Wednesday, August 31, 2005

Let This Be a Lesson to You

This week we learned a painful lesson. Saturday I purchased not quite 40 winter garden starts, various boc choi, tatsoi, collards, and rainbow chard to plant for our summer garden. I was very excited that our weather had forecast rain and cooler temperatures for Monday and Tuesday, as winter garden crops don't like high heat.

Saturday hubby slaved bringing a truckload of compost, and I shoveled most of it into the garden, on top of some buckwheat cover crop and coop poop-laden straw (say *that* three times fast). Sunday Michael slaved breaking up the soil and mixing it all in, and I planted, watered heavily, very happy with myself that we were just in time to utilize the wet weather.
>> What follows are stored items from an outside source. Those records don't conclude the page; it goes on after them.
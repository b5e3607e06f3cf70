//! Win detection logic for tic-tac-toe.

use crate::types::{Board, Player, Square};
use tracing::instrument;

/// A winning line as three board indices.
pub type Line = [usize; 3];

/// The eight winning lines in scan order.
///
/// Rows top to bottom, columns left to right, then the main diagonal before
/// the anti-diagonal. When a board holds more than one completed line the
/// earliest one in this order is reported.
pub const WINNING_LINES: [Line; 8] = [
    // Rows
    [0, 1, 2],
    [3, 4, 5],
    [6, 7, 8],
    // Columns
    [0, 3, 6],
    [1, 4, 7],
    [2, 5, 8],
    // Diagonals
    [0, 4, 8],
    [2, 4, 6],
];

/// Checks if there is a winner on the board.
///
/// Returns the player and the first line, in [`WINNING_LINES`] order, that
/// the player fully occupies.
#[instrument]
pub fn check_winner(board: &Board) -> Option<(Player, Line)> {
    WINNING_LINES.iter().find_map(|&line| {
        let [a, b, c] = line;
        let squares = board.squares();
        match squares[a] {
            Square::Occupied(player) if squares[b] == squares[a] && squares[c] == squares[a] => {
                Some((player, line))
            }
            _ => None,
        }
    })
}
At work Monday, I waited excitedly for the rain to begin, and was so pleased that I wouldn't have to water in my starts again because it was being done for me.

When I arrived home I walked over to the garden to see how happy the starts were and noticed what appeared to be a start eaten by a slug. I thought, "Oh drat! Oh well, they do get some of the starts." So I looked at the start next to it, and it was eaten down to the stem too. Then I looked at the start next to it and it was also suspiciously missing leaves.

At that point I panicked and looked over every single area we had planted and saw nothing but bare spots or stems! Our slugs in the Northwest are aggressive in the garden, but no slug, even with the help of a little slug army, could eat nearly 40 starts in one evening! In fact, only one creature would be interested in such a thing--chickens!

I was so furious, that I will confess I thought about cutting a few feathered lives short. Later, when I talked to Michael about it, he did mention that Rocky, Mary, and another hen did get out and he put them back, but it never occurred to him that they had decimated the newly planted garden. While I was upset for a fair amount of the evening (ok, I confess, I don't get over things as quickly as I'd like), I'm happy to report all the hens are present and accounted for.

The moral of this story is good fencing is everything. Make sure all your chicken fences are high enough to keep chickens from flying out, with no gaps they can easily go under. We found at least one area where the chickens could easily get out and increased the height of that fence. We are now down to 2 hens that still get out, Seiji, who is so well mannered she would never destroy our garden, and Mary Mary Quite Contrary, who obviously didn't hesitate to eat a garden to the stems. At this point her main escape route letting her into the garden has been sealed off, so hopefully we will not have a repeat of this.

2 comments:

Anonymous said...

Oh, what a bummer about your garden!! I wish I could let my chickens out to roam, but the darn things don't know the difference between a weed and "real" plant. Maybe someone will invent a chicken that knows the difference between a dandelion and a fuscia start.


-Katy

happy gardening mama said...

Hehe--yeah but I will say they are very good these days about eating slugs & snails!